◆ **WORK INSTRUCTION**
Determine how many lines in the entries below hold "existing". Respond with that number only.

◆ **RECORDS SHOWN**
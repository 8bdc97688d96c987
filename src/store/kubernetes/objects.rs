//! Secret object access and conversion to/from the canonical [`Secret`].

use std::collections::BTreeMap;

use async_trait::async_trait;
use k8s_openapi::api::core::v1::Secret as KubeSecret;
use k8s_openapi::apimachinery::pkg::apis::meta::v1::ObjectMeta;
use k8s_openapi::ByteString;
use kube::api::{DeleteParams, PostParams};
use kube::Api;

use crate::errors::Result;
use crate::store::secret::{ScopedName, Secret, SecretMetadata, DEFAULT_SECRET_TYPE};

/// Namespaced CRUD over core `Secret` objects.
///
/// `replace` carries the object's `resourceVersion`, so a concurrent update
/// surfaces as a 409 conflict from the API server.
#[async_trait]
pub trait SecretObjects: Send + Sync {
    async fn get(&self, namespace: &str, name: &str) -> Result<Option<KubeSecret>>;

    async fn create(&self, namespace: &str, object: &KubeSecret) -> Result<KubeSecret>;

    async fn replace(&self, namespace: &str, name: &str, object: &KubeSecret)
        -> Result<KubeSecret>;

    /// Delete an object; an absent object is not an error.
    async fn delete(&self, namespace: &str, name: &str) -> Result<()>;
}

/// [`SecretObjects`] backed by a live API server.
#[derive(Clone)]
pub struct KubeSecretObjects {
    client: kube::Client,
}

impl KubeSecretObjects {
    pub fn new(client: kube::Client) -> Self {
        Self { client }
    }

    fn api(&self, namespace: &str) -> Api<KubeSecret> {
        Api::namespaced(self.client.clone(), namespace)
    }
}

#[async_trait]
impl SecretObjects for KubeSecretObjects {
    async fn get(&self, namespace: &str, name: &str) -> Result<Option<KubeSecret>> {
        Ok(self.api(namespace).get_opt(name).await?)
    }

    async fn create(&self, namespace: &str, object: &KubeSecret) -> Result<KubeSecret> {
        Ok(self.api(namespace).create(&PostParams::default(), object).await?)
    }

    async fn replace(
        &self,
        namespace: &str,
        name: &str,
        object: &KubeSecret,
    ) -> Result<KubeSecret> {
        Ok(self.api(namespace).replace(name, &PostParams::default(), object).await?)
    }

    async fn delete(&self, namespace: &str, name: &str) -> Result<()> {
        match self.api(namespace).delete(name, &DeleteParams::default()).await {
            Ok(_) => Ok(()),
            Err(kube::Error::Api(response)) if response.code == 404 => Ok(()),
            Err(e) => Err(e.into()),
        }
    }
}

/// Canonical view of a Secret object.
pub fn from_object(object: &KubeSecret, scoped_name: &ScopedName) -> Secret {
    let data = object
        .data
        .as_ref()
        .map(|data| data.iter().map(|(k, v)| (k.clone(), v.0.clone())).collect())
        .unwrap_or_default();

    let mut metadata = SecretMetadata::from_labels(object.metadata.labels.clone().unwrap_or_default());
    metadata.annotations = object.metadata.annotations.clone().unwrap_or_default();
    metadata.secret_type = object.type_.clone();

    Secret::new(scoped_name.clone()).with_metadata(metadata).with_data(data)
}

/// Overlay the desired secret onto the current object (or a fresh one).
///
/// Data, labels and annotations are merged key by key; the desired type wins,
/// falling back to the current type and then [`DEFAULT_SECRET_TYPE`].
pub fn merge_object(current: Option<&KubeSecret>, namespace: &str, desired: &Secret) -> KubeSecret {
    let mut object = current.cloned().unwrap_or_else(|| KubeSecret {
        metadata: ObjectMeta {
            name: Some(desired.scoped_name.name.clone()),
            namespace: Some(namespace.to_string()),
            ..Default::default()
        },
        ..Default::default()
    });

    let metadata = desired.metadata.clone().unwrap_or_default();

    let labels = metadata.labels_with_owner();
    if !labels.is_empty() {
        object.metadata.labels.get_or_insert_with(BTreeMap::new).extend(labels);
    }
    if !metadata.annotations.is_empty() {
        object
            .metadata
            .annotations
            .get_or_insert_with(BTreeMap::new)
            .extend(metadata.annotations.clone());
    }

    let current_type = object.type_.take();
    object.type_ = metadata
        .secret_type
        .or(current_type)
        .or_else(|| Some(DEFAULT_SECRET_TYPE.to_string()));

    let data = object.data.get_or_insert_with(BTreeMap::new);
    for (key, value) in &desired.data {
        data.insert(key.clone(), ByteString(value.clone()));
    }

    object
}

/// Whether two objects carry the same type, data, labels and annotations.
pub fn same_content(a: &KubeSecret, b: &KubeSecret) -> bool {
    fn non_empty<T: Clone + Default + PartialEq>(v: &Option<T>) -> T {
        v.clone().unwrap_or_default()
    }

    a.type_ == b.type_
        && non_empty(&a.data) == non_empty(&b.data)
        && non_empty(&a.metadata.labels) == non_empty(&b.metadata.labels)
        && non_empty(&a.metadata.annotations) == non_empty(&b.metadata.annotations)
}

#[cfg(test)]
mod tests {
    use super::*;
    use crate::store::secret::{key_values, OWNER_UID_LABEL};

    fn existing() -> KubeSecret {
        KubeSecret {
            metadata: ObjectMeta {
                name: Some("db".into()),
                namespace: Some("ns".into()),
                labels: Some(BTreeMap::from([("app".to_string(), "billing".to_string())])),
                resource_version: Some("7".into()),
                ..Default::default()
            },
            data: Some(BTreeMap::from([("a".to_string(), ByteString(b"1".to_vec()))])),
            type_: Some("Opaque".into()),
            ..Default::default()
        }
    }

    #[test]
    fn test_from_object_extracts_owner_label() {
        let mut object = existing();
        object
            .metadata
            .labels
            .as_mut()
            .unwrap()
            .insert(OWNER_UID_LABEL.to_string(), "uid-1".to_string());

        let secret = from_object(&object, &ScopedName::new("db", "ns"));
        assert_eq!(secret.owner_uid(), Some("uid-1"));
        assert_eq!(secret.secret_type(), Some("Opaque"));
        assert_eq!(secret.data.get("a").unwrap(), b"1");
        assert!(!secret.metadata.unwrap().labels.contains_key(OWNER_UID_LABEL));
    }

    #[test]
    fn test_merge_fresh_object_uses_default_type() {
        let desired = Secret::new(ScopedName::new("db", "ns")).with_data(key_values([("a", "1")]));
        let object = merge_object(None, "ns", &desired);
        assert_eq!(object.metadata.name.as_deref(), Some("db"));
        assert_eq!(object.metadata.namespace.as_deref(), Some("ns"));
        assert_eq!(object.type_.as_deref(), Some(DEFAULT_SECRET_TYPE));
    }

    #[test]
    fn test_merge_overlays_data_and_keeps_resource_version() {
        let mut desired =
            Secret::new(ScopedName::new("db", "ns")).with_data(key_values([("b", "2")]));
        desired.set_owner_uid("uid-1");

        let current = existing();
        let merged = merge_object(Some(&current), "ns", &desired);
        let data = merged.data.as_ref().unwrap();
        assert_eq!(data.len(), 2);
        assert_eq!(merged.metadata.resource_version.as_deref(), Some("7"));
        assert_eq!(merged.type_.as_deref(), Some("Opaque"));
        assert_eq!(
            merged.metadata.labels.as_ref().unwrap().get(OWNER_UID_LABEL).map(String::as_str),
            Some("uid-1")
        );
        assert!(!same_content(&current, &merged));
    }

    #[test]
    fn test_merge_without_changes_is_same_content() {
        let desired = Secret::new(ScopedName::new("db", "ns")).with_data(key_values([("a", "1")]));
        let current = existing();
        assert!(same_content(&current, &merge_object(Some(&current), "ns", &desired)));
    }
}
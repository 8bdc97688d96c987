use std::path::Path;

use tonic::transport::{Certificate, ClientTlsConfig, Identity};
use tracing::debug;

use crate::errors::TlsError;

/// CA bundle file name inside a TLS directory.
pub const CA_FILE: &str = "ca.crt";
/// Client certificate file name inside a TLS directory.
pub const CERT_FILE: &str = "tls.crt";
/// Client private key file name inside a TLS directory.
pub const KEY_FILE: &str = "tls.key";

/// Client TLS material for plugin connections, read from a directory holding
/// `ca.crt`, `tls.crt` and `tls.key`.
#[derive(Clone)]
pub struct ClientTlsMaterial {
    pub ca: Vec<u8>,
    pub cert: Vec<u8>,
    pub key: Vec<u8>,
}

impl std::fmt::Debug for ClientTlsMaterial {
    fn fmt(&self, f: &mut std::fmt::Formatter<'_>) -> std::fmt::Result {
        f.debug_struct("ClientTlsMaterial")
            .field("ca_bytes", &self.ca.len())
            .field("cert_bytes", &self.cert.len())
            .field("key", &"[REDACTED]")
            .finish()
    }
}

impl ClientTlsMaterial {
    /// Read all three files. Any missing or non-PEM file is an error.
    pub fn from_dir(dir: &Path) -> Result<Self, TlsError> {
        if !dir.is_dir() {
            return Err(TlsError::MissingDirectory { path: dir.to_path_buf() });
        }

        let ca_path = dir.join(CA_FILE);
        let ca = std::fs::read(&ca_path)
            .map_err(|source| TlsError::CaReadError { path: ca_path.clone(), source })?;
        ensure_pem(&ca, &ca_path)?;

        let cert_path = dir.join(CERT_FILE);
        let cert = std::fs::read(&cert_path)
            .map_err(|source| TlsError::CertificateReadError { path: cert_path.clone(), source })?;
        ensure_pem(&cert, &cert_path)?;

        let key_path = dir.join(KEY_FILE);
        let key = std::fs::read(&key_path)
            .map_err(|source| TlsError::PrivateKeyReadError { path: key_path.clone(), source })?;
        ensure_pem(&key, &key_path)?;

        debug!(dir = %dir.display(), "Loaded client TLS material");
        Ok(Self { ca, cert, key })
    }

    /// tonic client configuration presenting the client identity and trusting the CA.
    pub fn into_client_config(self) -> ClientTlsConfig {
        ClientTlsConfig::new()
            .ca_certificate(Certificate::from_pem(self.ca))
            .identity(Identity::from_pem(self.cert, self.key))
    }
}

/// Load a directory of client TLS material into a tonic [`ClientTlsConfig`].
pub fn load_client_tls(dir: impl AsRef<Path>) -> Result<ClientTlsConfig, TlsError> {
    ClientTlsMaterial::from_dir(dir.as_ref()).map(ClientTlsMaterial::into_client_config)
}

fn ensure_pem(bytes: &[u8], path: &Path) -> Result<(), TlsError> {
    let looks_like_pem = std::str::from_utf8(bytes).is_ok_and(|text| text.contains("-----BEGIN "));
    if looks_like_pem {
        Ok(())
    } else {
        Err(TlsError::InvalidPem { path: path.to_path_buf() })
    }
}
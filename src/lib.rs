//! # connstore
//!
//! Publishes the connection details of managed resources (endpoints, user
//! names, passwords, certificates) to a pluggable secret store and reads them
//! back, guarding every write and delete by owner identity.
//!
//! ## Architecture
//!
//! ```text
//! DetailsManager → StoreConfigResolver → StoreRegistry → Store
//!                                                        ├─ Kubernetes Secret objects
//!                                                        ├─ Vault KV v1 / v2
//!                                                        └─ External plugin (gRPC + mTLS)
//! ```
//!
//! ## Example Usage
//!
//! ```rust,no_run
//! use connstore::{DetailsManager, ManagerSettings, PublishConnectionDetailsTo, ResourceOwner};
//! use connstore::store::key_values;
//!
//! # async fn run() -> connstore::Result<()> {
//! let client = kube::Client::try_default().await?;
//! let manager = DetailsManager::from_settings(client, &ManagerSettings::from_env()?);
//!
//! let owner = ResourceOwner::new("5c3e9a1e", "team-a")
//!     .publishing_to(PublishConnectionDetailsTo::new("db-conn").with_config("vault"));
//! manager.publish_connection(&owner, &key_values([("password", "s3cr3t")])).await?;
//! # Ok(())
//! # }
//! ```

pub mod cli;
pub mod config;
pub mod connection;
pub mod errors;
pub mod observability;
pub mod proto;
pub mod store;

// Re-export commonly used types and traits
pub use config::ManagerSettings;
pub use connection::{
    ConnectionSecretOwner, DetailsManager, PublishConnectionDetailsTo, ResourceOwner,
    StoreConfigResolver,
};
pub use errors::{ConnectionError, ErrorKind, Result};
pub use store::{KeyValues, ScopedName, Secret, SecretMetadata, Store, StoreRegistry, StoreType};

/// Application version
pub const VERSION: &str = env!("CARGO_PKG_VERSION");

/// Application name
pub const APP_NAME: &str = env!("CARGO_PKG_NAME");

◆ **SOLVED PROBLEM**
4